BC Museums Association Podcast
October 28, 2021
Review By Joy Davis
One of the museum sector’s perennial challenges is sustaining a sense of community and connectivity, given that workers are widely scattered, professional expertise spans many specialist areas, needs and interests are diverse, and opportunities to gather are few, particularly when Covid restricts travel. At the same time museum specialists are challenged to keep pace with the new concepts and skills that are reshaping practice. The Podcast Series hosted by the British Columbia Museums Association (BCMA) offers an engaging way to get to know colleagues, strengthen a sense of community, and build expertise by showcasing the experiences of people who are engaged in cultural activity across the province.
Over the past three years, in almost 100 episodes that range in length from Micropodcasts of less than two minutes to interviews of up to one hour, BC museum professionals and other specialists talk about their work, their accomplishments, and the issues that concern them. Topics range from brief “You Need to Know” technical series, to profiles of museums, to conference overviews, to an engaging discussion of the cultural heritage tensions highlighted in a popular TV show. A periodic MuseNews podcast provides a synopsis of museum-related activities.

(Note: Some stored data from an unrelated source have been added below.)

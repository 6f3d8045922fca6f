//! HTML → event stream.
//!
//! The catalog page is not well-formed (half of its `<tr>`s are never closed),
//! so the reader runs with end-name checking off and simply reports tags in
//! the order they appear. Pairing opens with closes is the state machine's job.
//!
//! quick-xml reads XML, not HTML, so the page is first rewritten: text that
//! HTML treats as text but XML would not (script and style bodies, a `<` that
//! can't open a tag, a stray `&`) is escaped. Positions in `Markup` errors
//! refer to that rewritten text.

use std::borrow::Cow;
use std::io::Cursor;

use quick_xml::escape::resolve_html5_entity;
use quick_xml::events::{BytesStart, BytesText, Event};
use quick_xml::Reader;

use crate::error::CatalogError;

/// Elements whose content runs as plain text up to the matching end tag.
const RAW_TEXT_ELEMENTS: [&str; 2] = ["script", "style"];

#[derive(Debug, Clone, PartialEq, Eq)]
pub enum MarkupEvent {
    TagOpen {
        name: String,
        attributes: Vec<(String, String)>,
    },
    TagClose {
        name: String,
    },
    Text(String),
}

impl MarkupEvent {
    pub fn close(name: &str) -> Self {
        MarkupEvent::TagClose {
            name: name.to_string(),
        }
    }

    /// Value of the first attribute named `key` on a `TagOpen`.
    pub fn attribute(&self, key: &str) -> Option<&str> {
        match self {
            MarkupEvent::TagOpen { attributes, .. } => attributes
                .iter()
                .find(|(k, _)| k == key)
                .map(|(_, v)| v.as_str()),
            _ => None,
        }
    }
}

#[cfg(test)]
impl MarkupEvent {
    pub fn open(name: &str, attributes: &[(&str, &str)]) -> Self {
        MarkupEvent::TagOpen {
            name: name.to_string(),
            attributes: attributes
                .iter()
                .map(|(k, v)| (k.to_string(), v.to_string()))
                .collect(),
        }
    }

    pub fn text(value: &str) -> Self {
        MarkupEvent::Text(value.to_string())
    }
}

/// Lazily tokenize `html`.
pub fn events(html: &str) -> MarkupEvents {
    let mut reader = Reader::from_reader(Cursor::new(escape_text(html).into_bytes()));
    let config = reader.config_mut();
    config.check_end_names = false;
    config.allow_unmatched_ends = true;

    MarkupEvents {
        reader,
        buf: Vec::new(),
        queued: None,
        done: false,
    }
}

pub struct MarkupEvents {
    reader: Reader<Cursor<Vec<u8>>>,
    buf: Vec<u8>,
    // close half of a self-closing tag
    queued: Option<MarkupEvent>,
    done: bool,
}

impl Iterator for MarkupEvents {
    type Item = Result<MarkupEvent, CatalogError>;

    fn next(&mut self) -> Option<Self::Item> {
        if let Some(event) = self.queued.take() {
            return Some(Ok(event));
        }
        if self.done {
            return None;
        }

        loop {
            self.buf.clear();
            let event = match self.reader.read_event_into(&mut self.buf) {
                Ok(Event::Start(e)) => tag_open(&e),
                Ok(Event::Empty(e)) => {
                    self.queued = Some(MarkupEvent::TagClose {
                        name: lower(e.name().as_ref()),
                    });
                    tag_open(&e)
                }
                Ok(Event::End(e)) => MarkupEvent::TagClose {
                    name: lower(e.name().as_ref()),
                },
                Ok(Event::Text(e)) => MarkupEvent::Text(text(&e)),
                Ok(Event::CData(e)) => MarkupEvent::Text(String::from_utf8_lossy(&e).into_owned()),
                Ok(Event::Eof) => {
                    self.done = true;
                    return None;
                }
                // comments, doctype, processing instructions
                Ok(_) => continue,
                Err(e) => {
                    self.done = true;
                    return Some(Err(CatalogError::Markup {
                        position: self.reader.error_position() as u64,
                        message: e.to_string(),
                    }));
                }
            };
            return Some(Ok(event));
        }
    }
}

/// Escape everything in `html` that an HTML parser reads as text but an XML
/// reader would take for markup or reject as a bad entity.
fn escape_text(html: &str) -> String {
    let bytes = html.as_bytes();
    let mut out = String::with_capacity(html.len());
    let mut i = 0;

    while i < bytes.len() {
        match bytes[i] {
            b'<' if opens_markup(&bytes[i + 1..]) => {
                let end = markup_end(html, i);
                let tag = &html[i..end];
                out.push_str(tag);
                i = end;
                if let Some(name) = raw_text_element(tag) {
                    let body_end = find_end_tag(html, i, name);
                    escape_all(&html[i..body_end], &mut out);
                    i = body_end;
                }
            }
            b'<' => {
                out.push_str("&lt;");
                i += 1;
            }
            b'&' => {
                out.push_str(if is_entity(&html[i..]) { "&" } else { "&amp;" });
                i += 1;
            }
            _ => {
                let next = html[i..].find(['<', '&']).map_or(html.len(), |n| i + n);
                out.push_str(&html[i..next]);
                i = next;
            }
        }
    }
    out
}

/// `rest` follows a `<`: a tag name, an end tag, `<!...>` or `<?...>`.
fn opens_markup(rest: &[u8]) -> bool {
    match rest {
        [b'/', c, ..] => c.is_ascii_alphabetic(),
        [b'!' | b'?', ..] => true,
        [c, ..] => c.is_ascii_alphabetic(),
        [] => false,
    }
}

/// Byte offset just past the markup starting at `start`. Runs to the end of
/// input when unterminated so the reader reports it.
fn markup_end(html: &str, start: usize) -> usize {
    let rest = &html[start..];
    let closing = if rest.starts_with("<!--") {
        Some("-->")
    } else if rest.starts_with("<![CDATA[") {
        Some("]]>")
    } else {
        None
    };
    if let Some(closing) = closing {
        return rest
            .find(closing)
            .map_or(html.len(), |n| start + n + closing.len());
    }

    let mut quote = None;
    for (n, b) in rest.bytes().enumerate().skip(1) {
        match (quote, b) {
            (Some(q), _) if b == q => quote = None,
            (Some(_), _) => {}
            (None, b'"' | b'\'') => quote = Some(b),
            (None, b'>') => return start + n + 1,
            _ => {}
        }
    }
    html.len()
}

/// Name of the raw text element `tag` opens, if any.
fn raw_text_element(tag: &str) -> Option<&'static str> {
    if tag.ends_with("/>") {
        return None;
    }
    let name: String = tag[1..]
        .chars()
        .take_while(|c| c.is_ascii_alphanumeric())
        .collect();
    RAW_TEXT_ELEMENTS
        .into_iter()
        .find(|raw| name.eq_ignore_ascii_case(raw))
}

/// Offset of `</name` at or after `from`, ignoring case.
fn find_end_tag(html: &str, from: usize, name: &str) -> usize {
    let haystack = html[from..].to_ascii_lowercase();
    let needle = format!("</{}", name);
    let mut pos = 0;
    while let Some(n) = haystack[pos..].find(&needle) {
        let at = pos + n;
        let next = haystack.as_bytes().get(at + needle.len());
        if next.map_or(true, |b| !b.is_ascii_alphanumeric()) {
            return from + at;
        }
        pos = at + needle.len();
    }
    html.len()
}

fn escape_all(body: &str, out: &mut String) {
    for c in body.chars() {
        match c {
            '<' => out.push_str("&lt;"),
            '&' => out.push_str("&amp;"),
            _ => out.push(c),
        }
    }
}

/// `rest` starts with a character reference or a known named entity.
fn is_entity(rest: &str) -> bool {
    let Some(len) = rest[1..].find(';') else {
        return false;
    };
    let name = &rest[1..1 + len];
    match name.strip_prefix('#') {
        Some(num) => match num.strip_prefix(['x', 'X']) {
            Some(hex) => !hex.is_empty() && hex.chars().all(|c| c.is_ascii_hexdigit()),
            None => !num.is_empty() && num.chars().all(|c| c.is_ascii_digit()),
        },
        None => resolve_html5_entity(name).is_some(),
    }
}

fn tag_open(start: &BytesStart<'_>) -> MarkupEvent {
    let attributes = start
        .html_attributes()
        .filter_map(Result::ok)
        .map(|attr| {
            let value = attr
                .unescape_value_with(|entity| resolve_html5_entity(entity))
                .map(Cow::into_owned)
                .unwrap_or_else(|_| String::from_utf8_lossy(&attr.value).into_owned());
            (lower(attr.key.as_ref()), value)
        })
        .collect();

    MarkupEvent::TagOpen {
        name: lower(start.name().as_ref()),
        attributes,
    }
}

/// Unescape HTML entities; a stray `&` leaves the text as-is.
fn text(raw: &BytesText<'_>) -> String {
    raw.unescape_with(|entity| resolve_html5_entity(entity))
        .map(Cow::into_owned)
        .unwrap_or_else(|_| String::from_utf8_lossy(raw).into_owned())
}

fn lower(name: &[u8]) -> String {
    String::from_utf8_lossy(name).to_ascii_lowercase()
}

#[cfg(test)]
mod tests {
    use super::*;

    fn collect(html: &str) -> Vec<MarkupEvent> {
        events(html).collect::<Result<Vec<_>, _>>().unwrap()
    }

    #[test]
    fn uppercase_names_are_lowered() {
        let evs = collect(r#"<TABLE SUMMARY="Course List"></TABLE>"#);
        assert_eq!(
            evs,
            vec![
                MarkupEvent::open("table", &[("summary", "Course List")]),
                MarkupEvent::close("table"),
            ]
        );
        assert_eq!(evs[0].attribute("summary"), Some("Course List"));
        assert_eq!(evs[0].attribute("class"), None);
    }

    #[test]
    fn unclosed_rows_pass_through() {
        let evs = collect("<table><tr><td>a</td><tr><td>b</td></table>");
        let opens = evs
            .iter()
            .filter(|e| matches!(e, MarkupEvent::TagOpen { name, .. } if name == "tr"))
            .count();
        let closes = evs
            .iter()
            .filter(|e| matches!(e, MarkupEvent::TagClose { name } if name == "tr"))
            .count();
        assert_eq!(opens, 2);
        assert_eq!(closes, 0);
    }

    #[test]
    fn entities_are_resolved() {
        let evs = collect("<td>Fish &amp; Chips&nbsp;101</td>");
        assert_eq!(evs[1], MarkupEvent::text("Fish & Chips\u{a0}101"));
    }

    #[test]
    fn stray_ampersand_is_kept() {
        let evs = collect("<td>R & D</td>");
        assert_eq!(evs[1], MarkupEvent::text("R & D"));
    }

    #[test]
    fn self_closing_tag_opens_and_closes() {
        let evs = collect("a<br/>b");
        assert_eq!(
            evs,
            vec![
                MarkupEvent::text("a"),
                MarkupEvent::open("br", &[]),
                MarkupEvent::close("br"),
                MarkupEvent::text("b"),
            ]
        );
    }

    #[test]
    fn valueless_and_unquoted_attributes() {
        let evs = collect("<td nowrap width=100%>x</td>");
        assert_eq!(evs[0].attribute("nowrap"), Some(""));
        assert_eq!(evs[0].attribute("width"), Some("100%"));
    }

    #[test]
    fn comments_and_doctype_are_skipped() {
        let evs = collect("<!DOCTYPE html><!-- nav --><p>hi</p>");
        assert_eq!(
            evs,
            vec![
                MarkupEvent::open("p", &[]),
                MarkupEvent::text("hi"),
                MarkupEvent::close("p"),
            ]
        );
    }

    #[test]
    fn less_than_in_text_is_kept() {
        let evs = collect("<td>Grade of 2.0 or better; enrollment < 30</td>");
        assert_eq!(evs[1], MarkupEvent::text("Grade of 2.0 or better; enrollment < 30"));
        assert_eq!(evs[2], MarkupEvent::close("td"));
    }

    #[test]
    fn stray_ampersand_next_to_less_than() {
        let evs = collect("<td>R & D <3 &copy; &#65;&#x42; &bogus;</td>");
        assert_eq!(evs[1], MarkupEvent::text("R & D <3 \u{a9} AB &bogus;"));
    }

    #[test]
    fn script_body_is_raw_text() {
        let html = r#"<HEAD><SCRIPT type="text/javascript">if (a<b) { alert('it\'s'); }</SCRIPT></HEAD><p>x</p>"#;
        let evs = collect(html);
        assert_eq!(
            evs,
            vec![
                MarkupEvent::open("head", &[]),
                MarkupEvent::open("script", &[("type", "text/javascript")]),
                MarkupEvent::text(r#"if (a<b) { alert('it\'s'); }"#),
                MarkupEvent::close("script"),
                MarkupEvent::close("head"),
                MarkupEvent::open("p", &[]),
                MarkupEvent::text("x"),
                MarkupEvent::close("p"),
            ]
        );
    }

    #[test]
    fn style_body_and_comment_markers_are_raw_text() {
        let evs = collect("<style><!-- td > a { content: \"&\"; } --></Style ><p>y</p>");
        assert_eq!(evs[1], MarkupEvent::text("<!-- td > a { content: \"&\"; } -->"));
        assert_eq!(evs[2], MarkupEvent::close("style"));
        assert_eq!(evs[4], MarkupEvent::text("y"));
    }

    #[test]
    fn unterminated_script_runs_to_end() {
        let evs = collect("<script>var x = 1 < 2;");
        assert_eq!(evs[1], MarkupEvent::text("var x = 1 < 2;"));
    }

    #[test]
    fn quoted_gt_inside_attribute() {
        let evs = collect(r#"<a title="x > y">z</a>"#);
        assert_eq!(evs[0].attribute("title"), Some("x > y"));
        assert_eq!(evs[1], MarkupEvent::text("z"));
    }

    #[test]
    fn truncated_tag_is_an_error() {
        let result: Result<Vec<_>, _> = events("<table><tr class=\"x").collect();
        assert!(matches!(result, Err(CatalogError::Markup { .. })));
    }
}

The first two episodes in the recently announced Climate Action and Leadership Series are excellent examples of ways in which BCMA podcasts address challenging issues. The Series explores multi-layered questions that weave together in contemporary museum discourse as museums recognize their obligation to work toward resilience in the face of the growing climate crisis. A powerful thread of the first podcast with Dr. Diondre Smiles, an Indigenous geographer with the University of Victoria, is ways in which Indigenous epistemologies and ways of knowing, steeped in generations of knowledge production but also focussed on the future, enable museums to move beyond inclusion to shaping meaningful approaches to climate justice. The wide-ranging conversation with Dr. Smiles makes accessible complex academic thinking about the consequences of settler colonialism on Indigenous peoples and the environment and reflects on museums’ capacity to address repatriation and environmental and cultural stewardship as critical elements in climate action.
The second Climate Action Podcast, with Lauren Ball and Chantal MacDonald who work together on the Bateman Foundation’s Value Nature Podcast Series, also focuses on ways in which museums and their communities can – and must – grapple with such hard and complex realities as the repression of Indigenous peoples and the exploitation of environmental resources. They go beyond discussing these inequities to encouraging action on multiple fronts, seeing cultural institutions as catalysts for meaningful and creative change. And they call for an evolution in museum practice to better position museums to play new roles.
Voices in the BCMA Podcast Series are passionate, thoughtful, energetic, hopeful, and caught up in the stories that they’re telling and the ideas they’re setting out. Clearly, podcasts have the advantage of being a low-cost way of sharing knowledge that provides the listener with an accessible, portable, and time-efficient way to access information on demand. And the informal, narrative approach to delivery is more intimate and engaging than reading content in a book or on a website. If there is a down-side, it is the difficulty of capturing the wealth of ideas that weave together for future reference. But the BCMA adds lists of references for study — and of course listeners can always revisit podcasts to refocus on sections that have captured their interest.
BCMA is not alone in using podcasts to explore the museum landscape. This medium has been widely adopted to both expand the reach of museums and to share the insights of museum professionals. A scan of the ‘Directory of Podcasts by Cultural Nonprofits’ (https://www.betterlemonaudio.com/nonprofitpodcasts) demonstrates the scope of this medium and also suggests that the BCMA Podcast Series could – and should — take its place alongside podcasts produced by colleagues around the world.